**Activity**
Please repeat, from the entries that follow, the lines from the one containing "impl fmt::Display for" through the one containing "let base = last" exactly, adding nothing.

**Records to process**
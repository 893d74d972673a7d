//! Pipeline step handlers
//!
//! Each step kind has exactly one handler, registered once at startup in a
//! [`StepRegistry`]. A handler receives only a correlation id (the batch id,
//! which doubles as the dataset id) and fetches the rest of its context from
//! the external API.

pub mod archive;
pub mod inspect;
pub mod report;
pub mod stage;
pub mod validate;

use crate::api::PipelineApi;
use crate::config::Config;
use crate::error::{PipelineError, PipelineResult, StepResult};
use crate::progress::ProgressSink;
use crate::storage::RemoteStorage;
use async_trait::async_trait;
use serde::{Deserialize, Serialize};
use serde_json::Value;
use std::collections::HashMap;
use std::fmt;
use std::str::FromStr;
use std::sync::Arc;
use uuid::Uuid;

pub use archive::ArchiveStep;
pub use inspect::InspectStep;
pub use report::ReportStep;
pub use stage::StageStep;
pub use validate::ValidateStep;

#[derive(Debug, Clone, Copy, PartialEq, Eq, Hash, PartialOrd, Ord, Serialize, Deserialize)]
#[serde(rename_all = "lowercase")]
pub enum StepKind {
    Inspect,
    Archive,
    Stage,
    Validate,
    Report,
}

impl StepKind {
    pub const ALL: [StepKind; 5] = [
        StepKind::Inspect,
        StepKind::Archive,
        StepKind::Stage,
        StepKind::Validate,
        StepKind::Report,
    ];

    pub fn as_str(&self) -> &'static str {
        match self {
            StepKind::Inspect => "inspect",
            StepKind::Archive => "archive",
            StepKind::Stage => "stage",
            StepKind::Validate => "validate",
            StepKind::Report => "report",
        }
    }
}

impl fmt::Display for StepKind {
    fn fmt(&self, f: &mut fmt::Formatter<'_>) -> fmt::Result {
        f.write_str(self.as_str())
    }
}

impl FromStr for StepKind {
    type Err = PipelineError;

    /// Accepts `stage`, `STAGE`, `stage_dataset` and dotted task paths such
    /// as `workers.stage.stage_batch`.
    fn from_str(s: &str) -> Result<Self, Self::Err> {
        let lowered = s.trim().to_lowercase();
        let last = lowered.rsplit('.').next().unwrap_or(lowered.as_str());
        let base = last
            .strip_suffix("_batch")
            .or_else(|| last.strip_suffix("_dataset"))
            .unwrap_or(last);

        StepKind::ALL
            .into_iter()
            .find(|kind| kind.as_str() == base)
            .ok_or_else(|| PipelineError::UnknownStep(s.to_string()))
    }
}

/// Everything a handler gets for one execution
#[derive(Clone)]
pub struct StepContext {
    /// Absent when a step is run by hand outside any workflow
    pub workflow_id: Option<Uuid>,
    pub step_index: usize,
    pub correlation_id: String,
    /// Output of the previous step, if any
    pub input: Option<Value>,
    /// 1-based attempt number
    pub attempt: u32,
    pub progress: Arc<dyn ProgressSink>,
}

impl StepContext {
    /// Context for a one-off run outside any workflow
    pub fn standalone(correlation_id: impl Into<String>, progress: Arc<dyn ProgressSink>) -> Self {
        Self {
            workflow_id: None,
            step_index: 0,
            correlation_id: correlation_id.into(),
            input: None,
            attempt: 1,
            progress,
        }
    }
}

#[async_trait]
pub trait StepHandler: Send + Sync {
    fn kind(&self) -> StepKind;

    async fn run(&self, ctx: StepContext) -> StepResult;
}

/// Shared collaborators of the built-in handlers
#[derive(Clone)]
pub struct StepDeps {
    pub api: Arc<dyn PipelineApi>,
    pub storage: Arc<dyn RemoteStorage>,
    pub config: Arc<Config>,
}

/// Step kind to handler map, resolved once at startup
#[derive(Clone, Default)]
pub struct StepRegistry {
    handlers: HashMap<StepKind, Arc<dyn StepHandler>>,
}

impl StepRegistry {
    pub fn new() -> Self {
        Self::default()
    }

    /// Registry with every built-in handler
    pub fn standard(deps: StepDeps) -> Self {
        let mut registry = Self::new();
        registry.register(Arc::new(InspectStep::new(deps.clone())));
        registry.register(Arc::new(ArchiveStep::new(deps.clone())));
        registry.register(Arc::new(StageStep::new(deps.clone())));
        registry.register(Arc::new(ValidateStep::new(deps.clone())));
        registry.register(Arc::new(ReportStep::new(deps)));
        registry
    }

    /// Register a handler, replacing any previous one for the same kind
    pub fn register(&mut self, handler: Arc<dyn StepHandler>) {
        self.handlers.insert(handler.kind(), handler);
    }

    pub fn get(&self, kind: StepKind) -> Option<Arc<dyn StepHandler>> {
        self.handlers.get(&kind).cloned()
    }

    pub fn contains(&self, kind: StepKind) -> bool {
        self.handlers.contains_key(&kind)
    }

    /// Parse a step name and make sure a handler exists for it
    pub fn resolve(&self, name: &str) -> PipelineResult<StepKind> {
        let kind: StepKind = name.parse()?;
        if self.contains(kind) {
            Ok(kind)
        } else {
            Err(PipelineError::UnknownStep(name.to_string()))
        }
    }

    pub fn kinds(&self) -> Vec<StepKind> {
        let mut kinds: Vec<_> = self.handlers.keys().copied().collect();
        kinds.sort();
        kinds
    }
}

/// Standard step output: the correlation id plus step-specific fields
pub(crate) fn step_output(id: &str, mut fields: Value) -> Value {
    if let Value::Object(map) = &mut fields {
        map.insert("id".to_string(), Value::String(id.to_string()));
    }
    fields
}
//! Remote archive storage
//!
//! The remote store is the reference for archive integrity: its reported
//! digest is trusted without reading the object back.

pub mod config;
pub mod s3;

pub use s3::S3RemoteStorage;

use crate::error::PipelineResult;
use async_trait::async_trait;
use std::path::{Path, PathBuf};

/// Object metadata key holding the uploaded file's MD5
pub const MD5_METADATA_KEY: &str = "md5";

/// Idempotent, safely retryable archive store
#[async_trait]
pub trait RemoteStorage: Send + Sync {
    /// Hex MD5 digest of the object at `path`
    async fn get_hash(&self, path: &str) -> PipelineResult<String>;

    async fn get_size(&self, path: &str) -> PipelineResult<u64>;

    /// Download `source` into `target_dir`, keeping its file name
    ///
    /// Returns the local path written to.
    async fn get(&self, source: &str, target_dir: &Path) -> PipelineResult<PathBuf>;

    /// Upload `local` to `destination`, returning the stored key
    async fn put(&self, local: &Path, destination: &str) -> PipelineResult<String>;
}

/// Last path segment of an object key
pub fn key_file_name(key: &str) -> &str {
    key.rsplit('/').next().unwrap_or(key)
}
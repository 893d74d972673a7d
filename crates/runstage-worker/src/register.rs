//! Registration scanner
//!
//! Watches the configured source directories for new sequencing runs. A new
//! directory first becomes a candidate; once nothing under it has been
//! modified for the recency window it is registered: a workflow is created,
//! a batch record pointing at it is persisted through the external API and
//! the workflow is started.
//!
//! The scanner's bookkeeping lives in an explicit [`RegistrationState`]. Its
//! `completed` set is seeded from the batches the API already knows, so a
//! restart never registers a directory twice.

use crate::api::PipelineApi;
use crate::blocking::run_blocking;
use crate::config::RegistrationConfig;
use crate::error::{PipelineError, PipelineResult};
use crate::steps::StepKind;
use crate::workflow::Sequencer;
use runstage_common::types::{Batch, NewBatch};
use std::collections::{BTreeMap, HashSet};
use std::io;
use std::path::{Path, PathBuf};
use std::sync::Arc;
use std::time::{Duration, SystemTime};
use tokio_util::sync::CancellationToken;
use tracing::{debug, error, info, instrument, warn};
use uuid::Uuid;

/// Steps every registered batch goes through
pub const REGISTRATION_STEPS: [StepKind; 4] = [
    StepKind::Inspect,
    StepKind::Archive,
    StepKind::Stage,
    StepKind::Validate,
];

/// Paths the scanner knows about
///
/// A path is never in both `completed` and `candidates`.
#[derive(Debug, Default, Clone)]
pub struct RegistrationState {
    completed: HashSet<PathBuf>,
    /// Candidate directory and when it was first seen
    candidates: BTreeMap<PathBuf, SystemTime>,
    rejects: HashSet<PathBuf>,
}

impl RegistrationState {
    pub fn new(completed: impl IntoIterator<Item = PathBuf>, rejects: impl IntoIterator<Item = PathBuf>) -> Self {
        Self {
            completed: completed.into_iter().collect(),
            candidates: BTreeMap::new(),
            rejects: rejects.into_iter().collect(),
        }
    }

    pub fn is_completed(&self, path: &Path) -> bool {
        self.completed.contains(path)
    }

    pub fn is_candidate(&self, path: &Path) -> bool {
        self.candidates.contains_key(path)
    }

    /// Rejects match either the full path or the directory name
    pub fn is_rejected(&self, path: &Path) -> bool {
        self.rejects.contains(path)
            || path
                .file_name()
                .is_some_and(|name| self.rejects.contains(Path::new(name)))
    }

    pub fn candidates(&self) -> impl Iterator<Item = &Path> {
        self.candidates.keys().map(PathBuf::as_path)
    }

    pub fn has_candidates(&self) -> bool {
        !self.candidates.is_empty()
    }

    pub fn completed_count(&self) -> usize {
        self.completed.len()
    }

    /// Add a newly seen directory; returns `false` if it is already known or
    /// rejected
    pub fn add_candidate(&mut self, path: PathBuf, seen_at: SystemTime) -> bool {
        if self.is_completed(&path) || self.is_candidate(&path) || self.is_rejected(&path) {
            return false;
        }
        self.candidates.insert(path, seen_at);
        true
    }

    fn complete(&mut self, path: &Path) {
        self.candidates.remove(path);
        self.completed.insert(path.to_path_buf());
    }

    fn drop_candidate(&mut self, path: &Path) {
        self.candidates.remove(path);
    }
}

/// Whether anything under `dir` was modified less than `threshold` ago
///
/// An empty directory has no modification time of its own to go by; `floor`
/// (when the scanner first saw it) stands in for it.
pub fn has_recent_activity(dir: &Path, threshold: Duration, floor: SystemTime) -> io::Result<bool> {
    if !dir.is_dir() {
        return Err(io::Error::new(
            io::ErrorKind::NotFound,
            format!("{} is not a directory", dir.display()),
        ));
    }

    let mut latest: Option<SystemTime> = None;
    for entry in walkdir::WalkDir::new(dir).min_depth(1) {
        let entry = entry.map_err(io::Error::from)?;
        let modified = entry.metadata().map_err(io::Error::from)?.modified()?;
        latest = Some(latest.map_or(modified, |l| l.max(modified)));
    }

    let latest = latest.unwrap_or(floor);
    Ok(match SystemTime::now().duration_since(latest) {
        Ok(elapsed) => elapsed < threshold,
        // modified in the future
        Err(_) => true,
    })
}

/// Whether a failed activity check means the candidate itself is gone,
/// rather than some file inside it removed during the walk
fn candidate_vanished(dir: &Path, error: &io::Error) -> bool {
    error.kind() == io::ErrorKind::NotFound && !dir.is_dir()
}

/// Directories directly under `source_dirs`, resolved
pub fn list_source_subdirs(source_dirs: &[PathBuf]) -> Vec<PathBuf> {
    let mut found = Vec::new();
    for source in source_dirs {
        let entries = match std::fs::read_dir(source) {
            Ok(entries) => entries,
            Err(e) => {
                warn!(source = %source.display(), error = %e, "Cannot read source directory");
                continue;
            },
        };

        for entry in entries.filter_map(Result::ok) {
            let path = entry.path();
            if path.is_dir() {
                found.push(path.canonicalize().unwrap_or(path));
            }
        }
    }
    found.sort();
    found
}

pub struct Registration {
    api: Arc<dyn PipelineApi>,
    sequencer: Arc<Sequencer>,
    config: RegistrationConfig,
}

impl Registration {
    pub fn new(api: Arc<dyn PipelineApi>, sequencer: Arc<Sequencer>, config: RegistrationConfig) -> Self {
        Self {
            api,
            sequencer,
            config,
        }
    }

    /// Initial state: every origin path the API already has counts as completed
    pub async fn load_state(&self) -> PipelineResult<RegistrationState> {
        let completed = self
            .api
            .get_all_batches()
            .await?
            .into_iter()
            .map(|batch| batch.origin_path);

        let state = RegistrationState::new(completed, self.config.rejects.iter().cloned());
        info!(completed = state.completed_count(), "Registration state loaded");
        Ok(state)
    }

    /// Add every unknown directory under the source directories as a candidate
    pub async fn scan(&self, state: &mut RegistrationState) -> PipelineResult<usize> {
        let sources = self.source_dirs();
        let found = run_blocking(move || Ok(list_source_subdirs(&sources))).await?;

        let now = SystemTime::now();
        let added = found
            .into_iter()
            .filter(|path| state.add_candidate(path.clone(), now))
            .inspect(|path| debug!(path = %path.display(), "New candidate"))
            .count();

        if added > 0 {
            info!(added, "Scan found new candidates");
        }
        Ok(added)
    }

    /// Register every candidate that has settled; returns how many were
    /// registered
    ///
    /// A candidate that cannot be evaluated or registered stays a candidate
    /// (unless it vanished) and does not stop the others.
    pub async fn check_candidates(&self, state: &mut RegistrationState) -> usize {
        let threshold = Duration::from_secs(self.config.recency_threshold_secs);
        let pending: Vec<(PathBuf, SystemTime)> = state
            .candidates
            .iter()
            .map(|(path, seen)| (path.clone(), *seen))
            .collect();

        let mut registered = Vec::new();
        let mut vanished = Vec::new();

        for (path, first_seen) in pending {
            let dir = path.clone();
            let recent = tokio::task::spawn_blocking(move || has_recent_activity(&dir, threshold, first_seen)).await;

            match recent {
                Ok(Ok(true)) => debug!(path = %path.display(), "Candidate still active"),
                Ok(Ok(false)) => match self.register_candidate(&path).await {
                    Ok(batch) => {
                        info!(path = %path.display(), batch_id = %batch.id, "Batch registered");
                        registered.push(path);
                    },
                    Err(e) => {
                        error!(path = %path.display(), error = %e, "Registration failed, will retry");
                    },
                },
                Ok(Err(e)) if candidate_vanished(&path, &e) => {
                    warn!(path = %path.display(), "Candidate disappeared");
                    vanished.push(path);
                },
                Ok(Err(e)) => warn!(path = %path.display(), error = %e, "Cannot evaluate candidate"),
                Err(e) => warn!(path = %path.display(), error = %e, "Candidate check aborted"),
            }
        }

        for path in &registered {
            state.complete(path);
        }
        for path in &vanished {
            state.drop_candidate(path);
        }
        registered.len()
    }

    /// Create and start the workflow for one settled directory
    #[instrument(skip(self), fields(path = %path.display()))]
    pub async fn register_candidate(&self, path: &Path) -> PipelineResult<Batch> {
        let name = path
            .file_name()
            .map(|n| n.to_string_lossy().into_owned())
            .ok_or_else(|| PipelineError::Validation(format!("{} has no directory name", path.display())))?;

        let steps: Vec<&str> = REGISTRATION_STEPS.iter().map(StepKind::as_str).collect();
        let workflow_id = self.sequencer.create(&steps).await?;

        let new_batch = NewBatch {
            name,
            origin_path: path.to_path_buf(),
            workflow_id: workflow_id.to_string(),
        };

        let batch = match self.api.create_batch(&new_batch).await {
            Ok(batch) => batch,
            Err(e) => {
                self.discard_workflow(workflow_id).await;
                return Err(e);
            },
        };

        // The batch record exists from here on; registering the path again
        // would duplicate it, so a workflow that fails to start is left for
        // the operator.
        if let Err(e) = self.start_workflow(workflow_id, &batch.id).await {
            error!(
                %workflow_id,
                batch_id = %batch.id,
                error = %e,
                "Batch registered but its workflow did not start"
            );
        }
        Ok(batch)
    }

    async fn start_workflow(&self, workflow_id: Uuid, batch_id: &str) -> PipelineResult<()> {
        self.sequencer.bind(workflow_id, batch_id).await?;
        self.sequencer.start(workflow_id).await?;
        Ok(())
    }

    /// Scan loop; runs until `shutdown` is cancelled
    pub async fn run(&self, shutdown: CancellationToken) -> PipelineResult<()> {
        let mut state = self.load_state().await?;
        let wait = Duration::from_secs(self.config.wait_between_scans_secs);
        info!(
            sources = ?self.config.source_dirs,
            wait_secs = wait.as_secs(),
            "Registration scanner started"
        );

        loop {
            if state.has_candidates() {
                self.check_candidates(&mut state).await;
            }

            tokio::select! {
                _ = shutdown.cancelled() => break,
                _ = tokio::time::sleep(wait) => {},
            }

            if !state.has_candidates() {
                if let Err(e) = self.scan(&mut state).await {
                    error!(error = %e, "Scan failed");
                }
            }
        }

        info!("Registration scanner stopped");
        Ok(())
    }

    fn source_dirs(&self) -> Vec<PathBuf> {
        self.config
            .source_dirs
            .iter()
            .map(|dir| dir.canonicalize().unwrap_or_else(|_| dir.clone()))
            .collect()
    }

    async fn discard_workflow(&self, workflow_id: Uuid) {
        if let Err(e) = self.sequencer.delete(workflow_id).await {
            warn!(%workflow_id, error = %e, "Could not discard unregistered workflow");
        }
    }
}

#[cfg(test)]
#[allow(clippy::unwrap_used, clippy::expect_used)]
mod tests {
    use super::*;

    #[test]
    fn test_state_never_holds_completed_candidates() {
        let mut state = RegistrationState::new(
            [PathBuf::from("/data/run41")],
            [PathBuf::from("scratch"), PathBuf::from("/data/tmp")],
        );
        let now = SystemTime::now();

        assert!(!state.add_candidate(PathBuf::from("/data/run41"), now));
        assert!(!state.add_candidate(PathBuf::from("/data/scratch"), now));
        assert!(!state.add_candidate(PathBuf::from("/data/tmp"), now));
        assert!(state.add_candidate(PathBuf::from("/data/run42"), now));
        assert!(!state.add_candidate(PathBuf::from("/data/run42"), now));

        state.complete(Path::new("/data/run42"));
        assert!(state.is_completed(Path::new("/data/run42")));
        assert!(!state.is_candidate(Path::new("/data/run42")));
        assert!(!state.add_candidate(PathBuf::from("/data/run42"), now));
    }

    #[test]
    fn test_fresh_file_is_recent_activity() {
        let dir = tempfile::tempdir().unwrap();
        std::fs::write(dir.path().join("RTAComplete.txt"), b"").unwrap();

        let floor = SystemTime::now();
        assert!(has_recent_activity(dir.path(), Duration::from_secs(3600), floor).unwrap());
        assert!(!has_recent_activity(dir.path(), Duration::ZERO, floor).unwrap());
    }

    #[test]
    fn test_empty_dir_uses_floor() {
        let dir = tempfile::tempdir().unwrap();
        let threshold = Duration::from_secs(3600);

        assert!(has_recent_activity(dir.path(), threshold, SystemTime::now()).unwrap());

        let long_ago = SystemTime::now() - Duration::from_secs(7200);
        assert!(!has_recent_activity(dir.path(), threshold, long_ago).unwrap());
    }

    #[test]
    fn test_missing_dir_is_not_found() {
        let dir = tempfile::tempdir().unwrap();
        let err = has_recent_activity(&dir.path().join("gone"), Duration::ZERO, SystemTime::now())
            .unwrap_err();
        assert_eq!(err.kind(), io::ErrorKind::NotFound);
    }

    #[test]
    fn test_file_removed_mid_walk_keeps_candidate() {
        let dir = tempfile::tempdir().unwrap();
        let not_found = io::Error::new(io::ErrorKind::NotFound, "lane1/s1_R1.fastq.gz");

        assert!(!candidate_vanished(dir.path(), &not_found));
        assert!(candidate_vanished(&dir.path().join("gone"), &not_found));

        let denied = io::Error::new(io::ErrorKind::PermissionDenied, "denied");
        assert!(!candidate_vanished(&dir.path().join("gone"), &denied));
    }

    #[test]
    fn test_list_source_subdirs_skips_files() {
        let source = tempfile::tempdir().unwrap();
        std::fs::create_dir(source.path().join("run42")).unwrap();
        std::fs::create_dir(source.path().join("run41")).unwrap();
        std::fs::write(source.path().join("notes.txt"), b"").unwrap();

        let root = source.path().canonicalize().unwrap();
        let found = list_source_subdirs(&[source.path().to_path_buf(), PathBuf::from("/nonexistent/source")]);
        assert_eq!(found, vec![root.join("run41"), root.join("run42")]);
    }
}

**Finished exercise**
impl fmt::Display for StepKind {
    fn fmt(&self, f: &mut fmt::Formatter<'_>) -> fmt::Result {
        f.write_str(self.as_str())
    }
}

impl FromStr for StepKind {
    type Err = PipelineError;

    /// Accepts `stage`, `STAGE`, `stage_dataset` and dotted task paths such
    /// as `workers.stage.stage_batch`.
    fn from_str(s: &str) -> Result<Self, Self::Err> {
        let lowered = s.trim().to_lowercase();
        let last = lowered.rsplit('.').next().unwrap_or(lowered.as_str());
        let base = last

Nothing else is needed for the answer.